A taxa de mortalidade foi em torno de 3% nos três grupos analisados. E não houve redução no tempo de internação ou necessidade de ventilação nos pacientes tratados com hidroxicloroquina, combinada ou nao à azitromicina.
“Se o tratamento ao menos reduzisse o tempo de ventilação mecânica ou um dia de internaçao seria um resultado relevante na questão de dar mais vazão aos leitos. Mas não constatamos essa diferença entre os grupos de tratamento”, diz Rosa.
Os grupos que receberam tratamento necessitaram em torno de quatro dias de suporte respiratório. Já a duração de internação ficou em torno de dez dias.
Segundo Rosa, embora continue o desafio em se encontrar um tratamento eficiente contra o novo coronavírus, o estudo é relevante em fazer um alerta sobre o uso de medicamentos que não só se mostram ineficientes para os grupos estudados como podem causar efeitos prejudiciais:
“Não faz sentido ter um investimento muito grande em uma terapia que não vai trazer benefícios. Ainda mais se esse tratamento está associado a um risco maior de efeitos adversos.

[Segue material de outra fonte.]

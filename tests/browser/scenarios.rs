//! End-to-end browser scenarios driven through `AppState::apply`.

use casebook::panel::{CloseReason, PanelState};
use casebook::state::{Command, StatusLevel};
use casebook::view::{self, NoResultsReason, ViewInputs};

use super::common::{alpha_beta, app, favorites, mixed};

#[test]
/// What: Unfiltered view shows every card without highlighting.
///
/// Inputs:
/// - Records Alpha and Beta in category X, empty search, favorites-only off.
///
/// Output:
/// - Both visible, neither highlighted, category X has visible members.
fn scenario_unfiltered_view() {
    let store = alpha_beta();
    let fav = favorites(&store, &[]);
    let vm = view::compute(&store, &fav, &ViewInputs::default());
    for id in [1, 2] {
        let card = vm.card(id).expect("card");
        assert!(card.visible);
        assert!(!card.highlighted);
    }
    assert!(vm.category("X").expect("category").has_visible_members);
    assert!(vm.no_results.is_none());
}

#[test]
/// What: A case-insensitive search highlights the match and hides the rest.
fn scenario_search_highlights_match() {
    let mut app = app(alpha_beta());
    let _ = app.apply(Command::Search("  ALPHA ".into()));
    let a = app.view.card(1).expect("card 1");
    let b = app.view.card(2).expect("card 2");
    assert!(a.visible && a.highlighted);
    assert!(!b.visible && !b.highlighted);
    assert!(app.view.category("X").expect("X").has_visible_members);
    assert_eq!(app.view.search_term, "alpha");
}

#[test]
/// What: Favorites-only view shows just the favorite, unhighlighted, with no message.
fn scenario_favorites_only_view() {
    let mut app = app(alpha_beta());
    let _ = app.apply(Command::Activate(2));
    let _ = app.apply(Command::ToggleFavorite);
    let _ = app.apply(Command::Close(CloseReason::Button));
    let _ = app.apply(Command::ToggleFavoritesView);
    assert_eq!(app.view.visible_ids().collect::<Vec<_>>(), vec![2]);
    assert!(!app.view.card(2).expect("card").highlighted);
    assert!(app.view.no_results.is_none());
}

#[test]
/// What: Empty favorites in favorites-only view give the "no favorites yet" variant.
fn scenario_no_favorites_yet() {
    let mut app = app(alpha_beta());
    let _ = app.apply(Command::ToggleFavoritesView);
    assert!(!app.view.has_any_visible);
    assert_eq!(app.view.no_results, Some(NoResultsReason::NoFavoritesYet));
    assert_ne!(
        NoResultsReason::NoFavoritesYet.message(),
        NoResultsReason::NoMatches.message()
    );
    let _ = app.apply(Command::ToggleFavoritesView);
    let _ = app.apply(Command::Search("zzz".into()));
    assert_eq!(app.view.no_results, Some(NoResultsReason::NoMatches));
}

#[test]
/// What: Activating an unknown id leaves the panel closed and reports an error.
fn scenario_unknown_id() {
    let mut app = app(alpha_beta());
    let fx = app.apply(Command::Activate(999));
    assert_eq!(app.panel.state(), PanelState::Closed);
    assert!(fx.settle_after.is_none());
    let msg = app.status.current().expect("status");
    assert_eq!(msg.level, StatusLevel::Error);
    assert!(msg.text.contains("999"));
    assert!(msg.expires_at.is_some());
}

#[test]
/// What: Re-activating the open record neither transitions nor repopulates.
fn scenario_reactivate_open_record() {
    let mut app = app(alpha_beta());
    let first = app.apply(Command::Activate(1));
    assert!(first.settle_after.is_some());
    let generation = app.panel.generation();
    let content = app.panel.content().cloned();
    let again = app.apply(Command::Activate(1));
    assert!(again.settle_after.is_none());
    assert_eq!(app.panel.state(), PanelState::Open(1));
    assert_eq!(app.panel.generation(), generation);
    assert_eq!(app.panel.content().cloned(), content);
}

#[test]
/// What: Opening a second record replaces the first; a stale settle is ignored.
///
/// Inputs:
/// - Activate 1, then 3 (via its related-link path), then settle with 1's generation.
///
/// Output:
/// - Panel shows record 3 only; the old settle does not end 3's transition.
fn opening_replaces_and_stale_settle_is_ignored() {
    let mut app = app(mixed());
    let (old_gen, _) = app.apply(Command::Activate(1)).settle_after.expect("settle");
    let (new_gen, _) = app.apply(Command::Activate(3)).settle_after.expect("settle");
    assert_eq!(app.panel.state(), PanelState::Open(3));
    let _ = app.apply(Command::SettleTransition(old_gen));
    assert!(app.panel.is_settling());
    let _ = app.apply(Command::SettleTransition(new_gen));
    assert!(!app.panel.is_settling());

    let content = app.panel.content().expect("content");
    assert_eq!(content.heading, "3. Closure");
    assert_eq!(content.related.len(), 1);
    assert_eq!(content.related[0].label, "1. Hoisting");
    assert_eq!(content.example, casebook::panel::NO_EXAMPLE);
}

#[test]
/// What: Favoriting outside the favorites-only view still refreshes every card.
fn favorite_toggle_recomputes_full_view() {
    let mut app = app(mixed());
    let _ = app.apply(Command::Search("o".into()));
    let _ = app.apply(Command::Activate(4));
    let fx = app.apply(Command::ToggleFavorite);
    assert!(fx.view_changed);
    assert!(app.view.card(4).expect("card").favorite);
    assert!(app.panel.content().expect("content").is_favorite);
    assert_eq!(app.panel.state(), PanelState::Open(4));
}
//! Detail panel controller.
//!
//! A small state machine deciding which single record, if any, is open in the
//! detail pane. Content is populated synchronously while the panel is in
//! [`PanelState::Opening`], so the panel never becomes visible without content.

use crate::catalog::{RecordId, RecordStore};
use crate::favorites::{FavoritesStore, ToggleOutcome};

/// Placeholder shown when a record has no description.
pub const NO_DESCRIPTION: &str = "No description available.";
/// Placeholder shown when a record has no example.
pub const NO_EXAMPLE: &str = "No example available.";

/// Lifecycle of the detail panel.
#[derive(Clone, Copy, Debug, Default, PartialEq, Eq)]
pub enum PanelState {
    /// Nothing is open.
    #[default]
    Closed,
    /// An activation is in flight; content is being populated.
    Opening(RecordId),
    /// The record is open and its content is shown.
    Open(RecordId),
}

/// Signal that closed the panel.
#[derive(Clone, Copy, Debug, PartialEq, Eq)]
pub enum CloseReason {
    /// Explicit close control.
    Button,
    /// Click outside the panel that did not land on a card.
    OutsideClick,
    /// Escape key.
    Escape,
}

/// A resolved link to a related record.
#[derive(Clone, Debug, PartialEq, Eq)]
pub struct RelatedLink {
    /// Target record.
    pub id: RecordId,
    /// Display label, `"<id>. <title>"`.
    pub label: String,
}

/// Everything the detail surface shows for one record.
#[derive(Clone, Debug, PartialEq, Eq)]
pub struct PanelContent {
    /// Record shown.
    pub id: RecordId,
    /// Heading, `"<id>. <title>"`.
    pub heading: String,
    /// Category bucket name.
    pub category: String,
    /// Palette slot of the category; `None` uses the default color.
    pub palette_index: Option<usize>,
    /// Description, or a placeholder.
    pub description: String,
    /// Example, or a placeholder.
    pub example: String,
    /// Related links that resolved; the section is hidden when empty.
    pub related: Vec<RelatedLink>,
    /// Current favorite status of the record.
    pub is_favorite: bool,
}

/// Result of an activation request.
#[derive(Clone, Debug, PartialEq, Eq)]
pub enum ActivateOutcome {
    /// Guard rejected the request: same record already open, or an activation in flight.
    Ignored,
    /// The id did not resolve; the panel is closed.
    NotFound(RecordId),
    /// The record is open. `generation` tags the deferred visual transition.
    Opened {
        /// Record now open.
        id: RecordId,
        /// Generation of this open.
        generation: u64,
    },
}

/// Detail panel state plus the populated content of the open record.
#[derive(Clone, Debug, Default)]
pub struct DetailPanel {
    /// Current lifecycle state.
    state: PanelState,
    /// Content of the open record; `Some` exactly when the state is `Open`.
    content: Option<PanelContent>,
    /// Incremented on every successful open.
    generation: u64,
    /// A visual transition from the latest open has not settled yet.
    settling: bool,
}

impl DetailPanel {
    /// Create a closed panel.
    #[must_use]
    pub fn new() -> Self {
        Self::default()
    }

    /// Current lifecycle state.
    #[must_use]
    pub const fn state(&self) -> PanelState {
        self.state
    }

    /// Id of the open record, if any.
    #[must_use]
    pub const fn open_id(&self) -> Option<RecordId> {
        match self.state {
            PanelState::Open(id) => Some(id),
            _ => None,
        }
    }

    /// Whether the panel is visible.
    #[must_use]
    pub const fn is_open(&self) -> bool {
        matches!(self.state, PanelState::Open(_))
    }

    /// Content of the open record.
    #[must_use]
    pub const fn content(&self) -> Option<&PanelContent> {
        self.content.as_ref()
    }

    /// Generation of the most recent successful open.
    #[must_use]
    pub const fn generation(&self) -> u64 {
        self.generation
    }

    /// Whether the latest open is still inside its visual transition.
    #[must_use]
    pub const fn is_settling(&self) -> bool {
        self.settling
    }

    /// What: First half of an activation: apply the guard and enter `Opening`.
    ///
    /// Inputs:
    /// - `id`: Record to open.
    ///
    /// Output:
    /// - `true` when the panel moved to `Opening(id)`; `false` when the guard rejected it.
    ///
    /// Details:
    /// - Rejected when `Open(id)` with the same id, or when another activation is in flight.
    /// - Previous content is dropped here so stale content can never be shown for `id`.
    pub fn begin(&mut self, id: RecordId) -> bool {
        match self.state {
            PanelState::Opening(pending) => {
                tracing::debug!(id, pending, "[Panel] Activation already in flight; ignoring");
                false
            }
            PanelState::Open(open) if open == id => {
                tracing::trace!(id, "[Panel] Record already open; ignoring");
                false
            }
            PanelState::Open(_) | PanelState::Closed => {
                self.state = PanelState::Opening(id);
                self.content = None;
                true
            }
        }
    }

    /// What: Second half of an activation: resolve, populate and commit.
    ///
    /// Inputs:
    /// - `store`: Record set used to resolve the pending id and its related links.
    /// - `favorites`: Favorites used for the record's favorite status.
    ///
    /// Output:
    /// - `Opened` with a fresh generation, `NotFound` when the id does not resolve,
    ///   or `Ignored` when nothing was pending.
    pub fn complete(&mut self, store: &RecordStore, favorites: &FavoritesStore) -> ActivateOutcome {
        let PanelState::Opening(id) = self.state else {
            return ActivateOutcome::Ignored;
        };
        let Some(content) = populate(id, store, favorites) else {
            tracing::warn!(id, "[Panel] Record not found");
            self.state = PanelState::Closed;
            self.content = None;
            self.settling = false;
            return ActivateOutcome::NotFound(id);
        };
        self.content = Some(content);
        self.state = PanelState::Open(id);
        self.generation = self.generation.wrapping_add(1);
        self.settling = true;
        tracing::debug!(id, generation = self.generation, "[Panel] Opened");
        ActivateOutcome::Opened {
            id,
            generation: self.generation,
        }
    }

    /// What: Open `id`, replacing whatever record is open.
    ///
    /// Inputs:
    /// - `id`: Record to open (a card or a related link).
    /// - `store`, `favorites`: Sources for the content.
    ///
    /// Output:
    /// - See [`ActivateOutcome`].
    pub fn activate(
        &mut self,
        id: RecordId,
        store: &RecordStore,
        favorites: &FavoritesStore,
    ) -> ActivateOutcome {
        if !self.begin(id) {
            return ActivateOutcome::Ignored;
        }
        self.complete(store, favorites)
    }

    /// What: Close the panel.
    ///
    /// Inputs:
    /// - `reason`: What triggered the close.
    ///
    /// Output:
    /// - `true` when an open panel was closed; `false` when there was nothing to close.
    pub fn close(&mut self, reason: CloseReason) -> bool {
        if !self.is_open() {
            return false;
        }
        tracing::debug!(?reason, id = ?self.open_id(), "[Panel] Closed");
        self.state = PanelState::Closed;
        self.content = None;
        self.settling = false;
        true
    }

    /// What: Finish the deferred visual transition of an open.
    ///
    /// Inputs:
    /// - `generation`: Generation the deferred work was scheduled for.
    ///
    /// Output:
    /// - `true` when it applied; `false` when a newer open superseded it.
    pub fn settle(&mut self, generation: u64) -> bool {
        if generation != self.generation || !self.settling {
            return false;
        }
        self.settling = false;
        true
    }

    /// What: Flip the open record's favorite status.
    ///
    /// Inputs:
    /// - `favorites`: Store that owns the mutation and its persistence.
    ///
    /// Output:
    /// - `Some(ToggleOutcome)` when a record was open; `None` otherwise.
    ///
    /// Details:
    /// - The panel stays `Open`; the caller must recompute the view state.
    pub fn toggle_favorite(&mut self, favorites: &mut FavoritesStore) -> Option<ToggleOutcome> {
        let id = self.open_id()?;
        let outcome = favorites.toggle(id);
        if let Some(content) = self.content.as_mut() {
            content.is_favorite = outcome.is_favorite;
        }
        Some(outcome)
    }
}

/// What: Build the panel content for `id`.
///
/// Inputs:
/// - `id`: Record to show.
/// - `store`: Record set for the record and its related links.
/// - `favorites`: Favorite status source.
///
/// Output:
/// - `Some(PanelContent)`; `None` when `id` is unknown.
///
/// Details:
/// - Related ids that do not resolve are dropped and logged.
#[must_use]
pub fn populate(
    id: RecordId,
    store: &RecordStore,
    favorites: &FavoritesStore,
) -> Option<PanelContent> {
    let rec = store.get(id)?;
    let related = rec
        .related
        .iter()
        .filter_map(|&rid| {
            let Some(target) = store.get(rid) else {
                tracing::debug!(id, related = rid, "[Panel] Dropping unresolved related id");
                return None;
            };
            Some(RelatedLink {
                id: rid,
                label: format!("{}. {}", target.id, target.title),
            })
        })
        .collect();
    let category = rec.category_name().to_string();
    Some(PanelContent {
        id,
        heading: format!("{}. {}", rec.id, rec.title),
        palette_index: store.palette_index(&category),
        category,
        description: non_empty_or(&rec.description, NO_DESCRIPTION),
        example: non_empty_or(&rec.example, NO_EXAMPLE),
        related,
        is_favorite: favorites.is_favorite(id),
    })
}

/// Return `text` or `fallback` when `text` is blank.
fn non_empty_or(text: &str, fallback: &str) -> String {
    if text.trim().is_empty() {
        fallback.to_string()
    } else {
        text.to_string()
    }
}

#[cfg(test)]
mod tests {
    use super::*;
    use crate::catalog::Record;
    use crate::favorites::MemoryBlobStore;

    fn fixture() -> (RecordStore, FavoritesStore) {
        let store = RecordStore::new(vec![
            Record {
                id: 1,
                title: "Alpha".into(),
                category: Some("X".into()),
                description: "first".into(),
                example: String::new(),
                related: vec![2, 77],
            },
            Record {
                id: 2,
                title: "Beta".into(),
                category: Some("X".into()),
                description: String::new(),
                example: "ex".into(),
                related: vec![88],
            },
        ])
        .expect("non-empty");
        let fav = FavoritesStore::load(Box::new(MemoryBlobStore::new()), "favorites", &store);
        (store, fav)
    }

    #[test]
    /// What: Content is populated before the panel reports itself open.
    ///
    /// Inputs:
    /// - Activation of record 1 whose related list holds one unknown id.
    ///
    /// Output:
    /// - `Open(1)` with heading, placeholder example and a single related link.
    fn activate_populates_content() {
        let (store, fav) = fixture();
        let mut panel = DetailPanel::new();
        let out = panel.activate(1, &store, &fav);
        assert_eq!(out, ActivateOutcome::Opened { id: 1, generation: 1 });
        assert_eq!(panel.state(), PanelState::Open(1));
        let content = panel.content().expect("content");
        assert_eq!(content.heading, "1. Alpha");
        assert_eq!(content.example, NO_EXAMPLE);
        assert_eq!(content.related.len(), 1);
        assert_eq!(content.related[0].label, "2. Beta");
        assert!(panel.is_settling());
    }

    #[test]
    /// What: Related section is empty when no related id resolves.
    fn related_all_unresolved_hides_section() {
        let (store, fav) = fixture();
        let content = populate(2, &store, &fav).expect("record 2");
        assert!(content.related.is_empty());
        assert_eq!(content.description, NO_DESCRIPTION);
    }

    #[test]
    /// What: Activating an unknown id while a record is open closes the panel.
    ///
    /// Inputs:
    /// - `Open(1)`, then activation of id 999 which no record has.
    ///
    /// Output:
    /// - `NotFound(999)`, state `Closed`, no content left behind, no pending settle.
    fn activate_unknown_from_open_closes() {
        let (store, fav) = fixture();
        let mut panel = DetailPanel::new();
        assert!(matches!(panel.activate(1, &store, &fav), ActivateOutcome::Opened { id: 1, .. }));
        assert_eq!(panel.activate(999, &store, &fav), ActivateOutcome::NotFound(999));
        assert_eq!(panel.state(), PanelState::Closed);
        assert!(panel.content().is_none());
        assert!(panel.open_id().is_none());
        assert!(!panel.is_settling());
    }

    #[test]
    /// What: Activation is rejected while another is in flight.
    fn begin_rejects_reentrant_activation() {
        let (store, fav) = fixture();
        let mut panel = DetailPanel::new();
        assert!(panel.begin(1));
        assert!(!panel.begin(2));
        assert_eq!(panel.activate(2, &store, &fav), ActivateOutcome::Ignored);
        assert_eq!(panel.state(), PanelState::Opening(1));
        assert!(matches!(panel.complete(&store, &fav), ActivateOutcome::Opened { id: 1, .. }));
    }

    #[test]
    /// What: A newer open supersedes the pending transition of the previous one.
    ///
    /// Inputs:
    /// - Open record 1, then related record 2, then settle with both generations.
    ///
    /// Output:
    /// - The stale settle is ignored; the current one applies.
    fn settle_ignores_superseded_generation() {
        let (store, fav) = fixture();
        let mut panel = DetailPanel::new();
        let _ = panel.activate(1, &store, &fav);
        let first = panel.generation();
        let _ = panel.activate(2, &store, &fav);
        assert_eq!(panel.open_id(), Some(2));
        assert!(!panel.settle(first));
        assert!(panel.is_settling());
        assert!(panel.settle(panel.generation()));
        assert!(!panel.is_settling());
    }

    #[test]
    /// What: Closing is a no-op when closed and clears the open id otherwise.
    fn close_transitions() {
        let (store, fav) = fixture();
        let mut panel = DetailPanel::new();
        assert!(!panel.close(CloseReason::Escape));
        let _ = panel.activate(1, &store, &fav);
        assert!(panel.close(CloseReason::OutsideClick));
        assert_eq!(panel.state(), PanelState::Closed);
        assert!(panel.content().is_none());
    }

    #[test]
    /// What: Toggling the favorite keeps the panel open and updates its affordance.
    fn toggle_favorite_updates_content() {
        let (store, mut fav) = fixture();
        let mut panel = DetailPanel::new();
        assert!(panel.toggle_favorite(&mut fav).is_none());
        let _ = panel.activate(2, &store, &fav);
        let out = panel.toggle_favorite(&mut fav).expect("open");
        assert!(out.is_favorite);
        assert!(panel.content().is_some_and(|c| c.is_favorite));
        assert_eq!(panel.state(), PanelState::Open(2));
        assert!(fav.is_favorite(2));
    }
}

Há impactos financeiros e riscos para a vida dos participantes”, explica o médico intensivista, reforçando que o estudo não foi aplicado a pacientes graves nem a pacientes ambulatoriais, que não necessitaram hospitalização.
Além do estudo sobre hidroxicloroquina, associada ou não à azitromicina, a Coalizão COVID-19 Brasil conduz outros oito estudos com potenciais terapias para pacientes infectados pelo novo coronavírus, entre eles anticoagulantes e anti-inflamatórios.
“É uma busca incessante”, diz Flávia Machado. “Do ponto de vista científico, juntando com outras evidências científicas para a hidroxicloroquina, ela não se mostrou como alternativa. Mas a coalizão está empenhada em encontrar soluções. Temos outros estudos em andamento. Todos queremos encontrar terapias que sejam eficazes, mas sem falsas promessas.”